When Mr. Harris failed to return after ten minutes, then twenty, then thirty, Mrs. Harris paced around the house, wondering if she should drive Gracie to school herself. But after an hour of waiting, Gracie refused to go to school without knowing what had happened to her father. She could see her mother’s anxiety, deepening the wrinkles around her eyes and mouth. It was an expression that Gracie would recognize again and again—an expression she would soon see more often than her mother’s smile. And it was an expression that soon became a permanent scar of grief, starting on that first day, when the police patrol car rolled solemnly up their driveway.
Chapter Four
A keeper may not prematurely abandon her assignment
Maybe Bruno knew from the beginning about Mr. Harris’ tragic fate. Maybe that’s why he never bothered to chat it up with either Teddy or Evelyn, Mrs. Harris’ keeper. Evelyn always had a nervous energy, which grew more and more anxious after the death of Mr. Harris, especially when things got tough for the Harris women. Those first few days after Mr. Harris’ death, Mrs. Harris went into shock, repeating a ghostly routine of washing her dead husband’s clean clothes, drying them, folding them, putting them away in his drawers like she had done for fifteen years, then recovering them the next morning to start the whole process again. For two whole weeks, Mrs. Harris refused to let Gracie go outside past the driveway. It was a mother’s instinct to protect what was left of her family. Meanwhile, Evelyn, Mrs. Harris’ keeper, was starting to unravel, blabbing on and on about how she didn’t have the experience to deal with such a sad assignment.
“Nobody warned me this was going to happen,” Evelyn complained. “I didn’t know. It wasn’t my fault. So what am I supposed to do with her now? I mean, she just cries and cries at night, and I can’t stand it. How am I supposed to handle an assignment who just cries all the time? I mean, it wasn’t my fault, and now, I’m just supposed to deal with it?”
Evelyn didn’t deal with it. A month after the accident, she quit her assignment as Mrs. Harris’ keeper, abandoning Mrs. Harris’ future to the precarious whims of Fate and Chance. When a keeper prematurely abandons her assignment, the entire predetermined equilibrium of the universe is disrupted. Sometimes, the Dimension Council quells the disruption by assigning a new keeper. Sometimes, the chaos and disorder simply ripples endlessly throughout the universe. In the end, Mrs. Harris never coped with the loss of her husband because Evelyn didn’t stick around long enough to help her pick up the emotional pieces and move on with her life. And the Council never assigned a replacement, which left Mrs. Harris alone to clean up the aftermath of her husband’s death with only the benefit of her own inner strength. And although Teddy tried to help Mrs. Harris when he could, he already had his hands full with Gracie.

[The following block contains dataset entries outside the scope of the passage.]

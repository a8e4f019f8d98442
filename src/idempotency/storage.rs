use chrono::{DateTime, Duration, Utc};
use std::collections::HashMap;
use std::sync::atomic::{AtomicU64, Ordering};
use std::sync::{Arc, RwLock};

/// TTL applied when construction is given a zero or negative value.
pub const DEFAULT_TTL_SECONDS: i64 = 300;

/// Store statistics for monitoring.
#[derive(Debug, Default)]
pub struct StoreStats {
    pub hits: AtomicU64,
    pub misses: AtomicU64,
    pub inserts: AtomicU64,
    pub evictions: AtomicU64,
}

impl StoreStats {
    pub fn new() -> Self {
        Self::default()
    }

    pub fn record_hit(&self) {
        self.hits.fetch_add(1, Ordering::Relaxed);
    }

    pub fn record_miss(&self) {
        self.misses.fetch_add(1, Ordering::Relaxed);
    }

    pub fn record_insert(&self) {
        self.inserts.fetch_add(1, Ordering::Relaxed);
    }

    pub fn record_evictions(&self, count: u64) {
        self.evictions.fetch_add(count, Ordering::Relaxed);
    }

    pub fn get_hits(&self) -> u64 {
        self.hits.load(Ordering::Relaxed)
    }

    pub fn get_misses(&self) -> u64 {
        self.misses.load(Ordering::Relaxed)
    }

    pub fn get_inserts(&self) -> u64 {
        self.inserts.load(Ordering::Relaxed)
    }

    pub fn get_evictions(&self) -> u64 {
        self.evictions.load(Ordering::Relaxed)
    }

    pub fn hit_rate(&self) -> f64 {
        let hits = self.get_hits();
        let total = hits + self.get_misses();
        if total == 0 {
            0.0
        } else {
            hits as f64 / total as f64
        }
    }
}

/// Outcome of a completed send, as replayed to callers of `get`.
#[derive(Debug, Clone, PartialEq, Eq)]
pub struct CachedSend {
    pub succeeded: bool,
    pub message_id: String,
}

#[derive(Debug, Clone)]
struct Entry {
    succeeded: bool,
    message_id: String,
    expires_at: DateTime<Utc>,
}

impl Entry {
    fn is_expired(&self, now: DateTime<Utc>) -> bool {
        now >= self.expires_at
    }
}

/// In-memory idempotency store. A key set within the TTL window replays the
/// cached outcome; expired entries behave as absent regardless of when they
/// are physically removed.
pub struct IdempotencyStore {
    entries: RwLock<HashMap<String, Entry>>,
    ttl_seconds: i64,
    stats: Arc<StoreStats>,
}

impl IdempotencyStore {
    pub fn new(ttl_seconds: i64) -> Self {
        let ttl_seconds = if ttl_seconds <= 0 {
            DEFAULT_TTL_SECONDS
        } else {
            ttl_seconds
        };
        Self {
            entries: RwLock::new(HashMap::new()),
            ttl_seconds,
            stats: Arc::new(StoreStats::new()),
        }
    }

    /// Returns the effective TTL in seconds.
    pub fn ttl_seconds(&self) -> i64 {
        self.ttl_seconds
    }

    /// Returns store statistics.
    pub fn stats(&self) -> Arc<StoreStats> {
        self.stats.clone()
    }

    /// Returns the cached outcome for `key` if present and not expired.
    pub fn get(&self, key: &str) -> Option<CachedSend> {
        let now = Utc::now();
        let entries = self.entries.read().expect("idempotency map poisoned");
        match entries.get(key) {
            Some(entry) if !entry.is_expired(now) => {
                self.stats.record_hit();
                Some(CachedSend {
                    succeeded: entry.succeeded,
                    message_id: entry.message_id.clone(),
                })
            }
            _ => {
                self.stats.record_miss();
                None
            }
        }
    }

    /// Inserts or overwrites the outcome for `key`. Last writer wins.
    pub fn set(&self, key: &str, succeeded: bool, message_id: &str) {
        let entry = Entry {
            succeeded,
            message_id: message_id.to_string(),
            expires_at: Utc::now() + Duration::seconds(self.ttl_seconds),
        };
        let mut entries = self.entries.write().expect("idempotency map poisoned");
        entries.insert(key.to_string(), entry);
        self.stats.record_insert();
    }

    /// Removes expired entries and returns how many were dropped. Expiry is
    /// already enforced at read time; this only bounds memory.
    pub fn purge_expired(&self) -> usize {
        let now = Utc::now();
        let mut entries = self.entries.write().expect("idempotency map poisoned");
        let before = entries.len();
        entries.retain(|_, entry| !entry.is_expired(now));
        let purged = before - entries.len();
        self.stats.record_evictions(purged as u64);
        purged
    }

    /// Number of physically retained entries, expired or not.
    pub fn len(&self) -> usize {
        self.entries.read().expect("idempotency map poisoned").len()
    }

    pub fn is_empty(&self) -> bool {
        self.len() == 0
    }
}

#[cfg(test)]
mod tests {
    use super::*;

    #[test]
    fn test_non_positive_ttl_corrected_to_default() {
        assert_eq!(IdempotencyStore::new(0).ttl_seconds(), DEFAULT_TTL_SECONDS);
        assert_eq!(IdempotencyStore::new(-5).ttl_seconds(), DEFAULT_TTL_SECONDS);
        assert_eq!(IdempotencyStore::new(60).ttl_seconds(), 60);
    }

    #[test]
    fn test_store_stats() {
        let stats = StoreStats::new();
        assert_eq!(stats.hit_rate(), 0.0);

        stats.record_hit();
        stats.record_hit();
        stats.record_miss();

        assert_eq!(stats.get_hits(), 2);
        assert_eq!(stats.get_misses(), 1);
        assert!((stats.hit_rate() - 0.666).abs() < 0.01);
    }

    #[test]
    fn test_get_counts_hits_and_misses() {
        let store = IdempotencyStore::new(60);
        assert!(store.get("absent").is_none());
        store.set("k", true, "mid-1");
        assert!(store.get("k").is_some());

        let stats = store.stats();
        assert_eq!(stats.get_hits(), 1);
        assert_eq!(stats.get_misses(), 1);
        assert_eq!(stats.get_inserts(), 1);
    }
}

When Gracie learned the news of her Dad’s death, everything unfolded the way you’d expect: the wake, the funeral, the shock of it all. But it was Gracie’s first day back to school after the accident that Teddy would remember most. Gracie didn’t go to her classes. Instead, she hid in the school chapel, curled up in a dim corner of the carpeted floor, shaded by the kaleidoscope patterns of the stained glass. She sat there, crying the whole day, cradling herself from dawn until dusk, until the slow decay of winter twilight obscured her sullen body in premature darkness. It was the only time Gracie allowed herself to feel the pain. Until that moment, she never showed anyone how much she was hurting, not even her mother, not even if it meant burying her own grief. Somewhere around nine or ten, kids learn that crying is a bad thing, and by the time they’re teenagers, they figure out inventive ways to hide their pain.

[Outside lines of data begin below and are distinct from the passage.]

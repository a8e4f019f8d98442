#![allow(dead_code)]

use axum::body::Body;
use axum::http::Request;
use axum::Router;
use mailgate::api::{create_router, AppState};
use mailgate::error::Result;
use mailgate::idempotency::IdempotencyStore;
use mailgate::sender::{EmailSender, OutboundEmail, SendReport};
use mailgate::services::SendService;
use std::sync::Arc;

mockall::mock! {
    pub Sender {}

    #[async_trait::async_trait]
    impl EmailSender for Sender {
        async fn send(&self, email: OutboundEmail) -> Result<SendReport>;
        fn name(&self) -> &'static str;
    }
}

/// Builds an orchestrator over the given mock and a fresh store.
pub fn service_with(sender: MockSender, ttl_seconds: i64) -> (SendService, Arc<IdempotencyStore>) {
    let store = Arc::new(IdempotencyStore::new(ttl_seconds));
    let service = SendService::new(Arc::new(sender), store.clone());
    (service, store)
}

/// Builds the full router; `sender` of None mirrors an unconfigured SMTP
/// transport.
pub fn router_with(api_key: &str, sender: Option<MockSender>) -> Router {
    let send_service = sender.map(|mock| {
        let store = Arc::new(IdempotencyStore::new(300));
        Arc::new(SendService::new(Arc::new(mock), store))
    });
    create_router(AppState::new(api_key.to_string(), send_service))
}

/// Builds a POST /v1/send request with a JSON body and extra headers.
pub fn post_send(body: serde_json::Value, headers: &[(&str, &str)]) -> Request<Body> {
    let mut builder = Request::builder()
        .method("POST")
        .uri("/v1/send")
        .header("content-type", "application/json");
    for (name, value) in headers {
        builder = builder.header(*name, *value);
    }
    builder.body(Body::from(body.to_string())).unwrap()
}

pub async fn response_json(response: axum::response::Response) -> serde_json::Value {
    let bytes = axum::body::to_bytes(response.into_body(), usize::MAX)
        .await
        .unwrap();
    serde_json::from_slice(&bytes).unwrap()
}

But that day in the chapel was the first day that Gracie escaped from the world and wished never to return. And although she didn’t know how or why, she knew in a strange way that she wasn’t alone. Teddy was there with her, holding her hand, promising her that it would all turn out okay. It was a promise he intended to keep because for the first time in a long time he understood what it meant to watch over her.
* * * *
In the year after Mr. Harris’s death, Gracie and her mom struggled to make ends meet. Mr. Harris died without life insurance, so Mrs. Harris could barely afford to keep Gracie in the same private high school her junior and senior years. And soon, Mrs. Harris was forced to give up their Evanston house—the only home Gracie had ever known, and the first house that Patty Harris had bought with her husband shortly after they got married and moved to Chicago. Mrs. Harris needed the cash from the sale of her home to cover their mounting debt until she found a way to generate an income. Mrs. Harris finally came to the heart-breaking realization that she had to sell her Evanston home and move into a two-bedroom rental house in Niles. But she refused to give up her need for a yard, even if it was only a patch of grass along the fence where she could raise tomato vines and sunflowers.

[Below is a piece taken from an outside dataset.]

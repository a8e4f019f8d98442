pub mod cleanup;
pub mod storage;

pub use cleanup::CleanupJob;
pub use storage::{CachedSend, IdempotencyStore, StoreStats};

Mrs. Harris mourned deeply after her husband’s death, simply passing through the motions of life, absently picking at the food on her plate during silent dinners, and sitting in front of the television for hours with listless interest. For several months after the accident, it seemed to Gracie as if she had lost both her parents. It wasn’t until Teddy came upon Mrs. Harris, weeping in the middle of the night, that he took matters into his own hands and whispered a message across the dimensions, hoping for Gracie’s sake, it would find its way into Mrs. Harris’ subconscious.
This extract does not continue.